Der andere brasilianischer Nationalspieler, mehrfacher deutscher Meister und Pokalsieger, Champions-League- und Weltpokalsieger. Die Umstände in Mönchengladbach sind aber alles andere als normal - und deshalb dürfte Marco Rose die Aufnahme in diesen elitären Klub überhaupt nicht gefallen.

Marco Rose - der dritte grosse Verräter?

Matthäus und Dante waren bei den Fans von Borussia Mönchengladbach Publikumslieblinge, verabschiedet wurden sie letztlich als Verräter. Matthäus hatte im Pokalfinale 1984 gegen seinen zukünftigen Klub Bayern München einen entscheidenden Elfmeter verschossen, Dante hatte im Pokalhalbfinale 2012 gegen seinen zukünftigen Klub Bayern München ebenfalls einen entscheidenden Elfmeter verschossen.

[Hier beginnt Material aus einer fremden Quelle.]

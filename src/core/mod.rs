//! Core primitives.
//!
//! Digest helpers, the wall clock abstraction and session liveness tokens.
//! Nothing in here knows about payments or reveals.

pub mod clock;
pub mod hash;
pub mod liveness;
pub mod sync;

// Re-export core types
pub use clock::{Clock, SystemClock, TokioClock};
pub use hash::{Digest32, SeedHasher, DIGEST_HEX_LEN};
pub use liveness::{Liveness, LivenessGuard};
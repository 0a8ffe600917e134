//! Purchases.
//!
//! Data model, the orchestrator that runs a purchase end to end, its error
//! taxonomy and the one-shot settlement ledger.

pub mod error;
pub mod ledger;
pub mod orchestrator;
pub mod types;

pub use error::PurchaseError;
pub use ledger::{ClaimResult, SettlementEntry, SettlementLedger};
pub use orchestrator::{PurchaseHandle, PurchaseOrchestrator, PurchaseState};
pub use types::{
    Amount, BoxId, DrawResult, ItemId, Payment, PaymentError, PaymentId, PaymentStatus,
    PurchaseId, PurchaseIntent, UserId,
};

Matthäus und Dante lieferten die Vorlage für das, was auf die Gladbacher 0:1-Niederlage im Pokalviertelfinale gegen Borussia Dortmund als landläufige Meinung gelten dürfte: Marco Rose, der Cheftrainer, ist schuld am Pokal-Aus. Und weil dieses Pokal-Aus blöderweise gegen seinen zukünftigen Arbeitgeber passierte, droht ihm nun der Status des dritten grossen Verräters der Klubgeschichte.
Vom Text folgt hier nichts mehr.